Vergleich & Wettbewerb
Der direkte Konkurrent des Epson Pro Cinema 6040UB ist der JVC DLA-X550R LCoS-Projektor, der sowohl im Preis als auch in den Funktionen ebenfalls 3.999 US-Dollar kostet. Das JVC-Modell bietet 4K- und HDR-Unterstützung, verwendet eine ähnliche Pixelverschiebungstechnologie und hat nach Berichten, die ich an anderer Stelle gelesen habe, einen besseren Schwarzwert, unterstützt jedoch nicht den breiteren DCI-P3-Farbumfang und ist auch nicht so hell wie das Epson.

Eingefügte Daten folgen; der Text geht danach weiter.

use axum::http::StatusCode;
use axum::response::{IntoResponse, Json, Response};
use followup_core::FollowUpError;
use followup_portal::PortalError;

use crate::models::ErrorRes;

/// Error returned by handlers, rendered as `{"detail": "..."}`.
#[derive(Debug)]
pub struct ApiError {
    status: StatusCode,
    detail: String,
}

impl ApiError {
    pub fn new(status: StatusCode, detail: impl Into<String>) -> Self {
        Self {
            status,
            detail: detail.into(),
        }
    }

    pub fn bad_request(detail: impl Into<String>) -> Self {
        Self::new(StatusCode::BAD_REQUEST, detail)
    }

    pub fn status(&self) -> StatusCode {
        self.status
    }

    pub fn detail(&self) -> &str {
        &self.detail
    }
}

impl From<FollowUpError> for ApiError {
    fn from(err: FollowUpError) -> Self {
        let status = match &err {
            FollowUpError::InvalidInput(_) => StatusCode::BAD_REQUEST,
            FollowUpError::UploadFileNotFound(_) => StatusCode::NOT_FOUND,
            FollowUpError::MissingField(_) => StatusCode::UNPROCESSABLE_ENTITY,
            _ => StatusCode::INTERNAL_SERVER_ERROR,
        };
        Self::new(status, err.to_string())
    }
}

impl From<PortalError> for ApiError {
    fn from(err: PortalError) -> Self {
        let status = match &err {
            PortalError::FileMissing(_) => StatusCode::NOT_FOUND,
            _ => StatusCode::BAD_GATEWAY,
        };
        Self::new(status, err.to_string())
    }
}

impl IntoResponse for ApiError {
    fn into_response(self) -> Response {
        if self.status.is_server_error() {
            tracing::error!("{} {}", self.status.as_u16(), self.detail);
        } else {
            tracing::warn!("{} {}", self.status.as_u16(), self.detail);
        }
        (self.status, Json(ErrorRes { detail: self.detail })).into_response()
    }
}

pub type ApiResult<T> = Result<T, ApiError>;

Ich habe den BenQ HT6050 für 3.799 US-Dollar zum Vergleich in diesem Test verwendet. Der HT6050 ist ein reiner 1080p-DLP-Projektor ohne 4K- oder HDR-Unterstützung. Es ist ein sehr präziser und detaillierter Projektor, aber weder seine Lichtleistung noch sein Schwarzwert kommen an den Epson heran.

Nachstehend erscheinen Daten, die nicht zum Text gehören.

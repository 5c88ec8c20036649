use followup_docx::DocxError;
use std::path::PathBuf;

#[derive(Debug, thiserror::Error)]
pub enum FollowUpError {
    #[error("{0}")]
    InvalidInput(String),
    #[error("Missing required field: {0}")]
    MissingField(String),
    #[error("invalid configuration: {0}")]
    InvalidConfig(String),

    #[error("Template file not found: {}", .0.display())]
    TemplateNotFound(PathBuf),
    #[error("failed to render template: {0}")]
    Template(DocxError),
    #[error("PDF conversion failed: {0}")]
    PdfConversion(String),
    #[error("PDF conversion is disabled")]
    PdfConverterDisabled,

    #[error("failed to read physician store: {0}")]
    StoreRead(std::io::Error),
    #[error("failed to write physician store: {0}")]
    StoreWrite(std::io::Error),
    #[error("physician store is not valid JSON: {0}")]
    StoreParse(serde_json::Error),
    #[error("failed to serialize physicians: {0}")]
    Serialization(serde_json::Error),

    #[error("failed to create output directory: {0}")]
    OutputDirCreation(std::io::Error),
    #[error("failed to write document: {0}")]
    FileWrite(std::io::Error),
    #[error("failed to read document: {0}")]
    FileRead(std::io::Error),
    #[error("{0}")]
    UploadFileNotFound(String),

    #[error("background task failed: {0}")]
    Task(String),
}

impl From<DocxError> for FollowUpError {
    fn from(err: DocxError) -> Self {
        match err {
            DocxError::NotFound(path) => FollowUpError::TemplateNotFound(path),
            other => FollowUpError::Template(other),
        }
    }
}

pub type FollowUpResult<T> = std::result::Result<T, FollowUpError>;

Schließlich gibt es noch den Sony VPL-HW65ES für 3.999 US-Dollar, einen 1080p-LCoS-Projektor ohne 4K- oder HDR-Unterstützung. Ich habe dieses Modell nicht bewertet.

Wenn Sie kein Interesse an den 4K-Verbesserungs- oder HDR-Funktionen haben, stehen natürlich viele preisgünstigere 1080p-Projektoren zur Auswahl, obwohl ich nicht sicher bin, ob Sie einen finden werden, der eine bessere Kombination aus Lichtleistung und bietet Schwarzwert.

Fazit
Epson hat mit dem Pro Cinema 6040UB für 3.999 US-Dollar den Spießrutenlauf hingelegt – vielleicht sogar noch mehr mit seinem nahezu identischen Zwilling, dem 2.999 US-Dollar teuren Home Cinema 5040UB. Ein so hohes Leistungsniveau (hervorragende Details, hohe Helligkeit, ein tiefer Schwarzwert und satte Farben) mit einer so umfassenden Liste von Funktionen (4K-Signaleingang, HDR- und DCI-P3-Farbunterstützung, Objektivspeicher, ein manuelles Objektiv) zu kombinieren Blende und motorisierter Zoom/Fokus) in diesen Preisklassen macht die neuen Modelle schrecklich schwer zu schlagen. Tagsüber Sport gucken? Möchten Sie nachts ein großartiges HDTV-Bild oder einen digitalen Blu-ray-Film in Kinoqualität genießen? Genießen Sie immer noch den gelegentlichen 3D-Film? Möchten Sie den Ultra HD Blu-ray-Sprung wagen, ohne die Bank zu sprengen? Mit dem Pro Cinema 6040UB sind Sie an allen Fronten abgedeckt. Ja, es müssen ein paar Opfer gebracht werden – es ist kein natives 4K, und Sie können nicht alle UHD-Funktionen im selben Bildmodus nutzen. Aber das ist in dieser Preisklasse keine wirkliche Überraschung. Insgesamt kann ich das Pro Cinema 6040UB nicht genug loben. Es ist ein toller Projektor.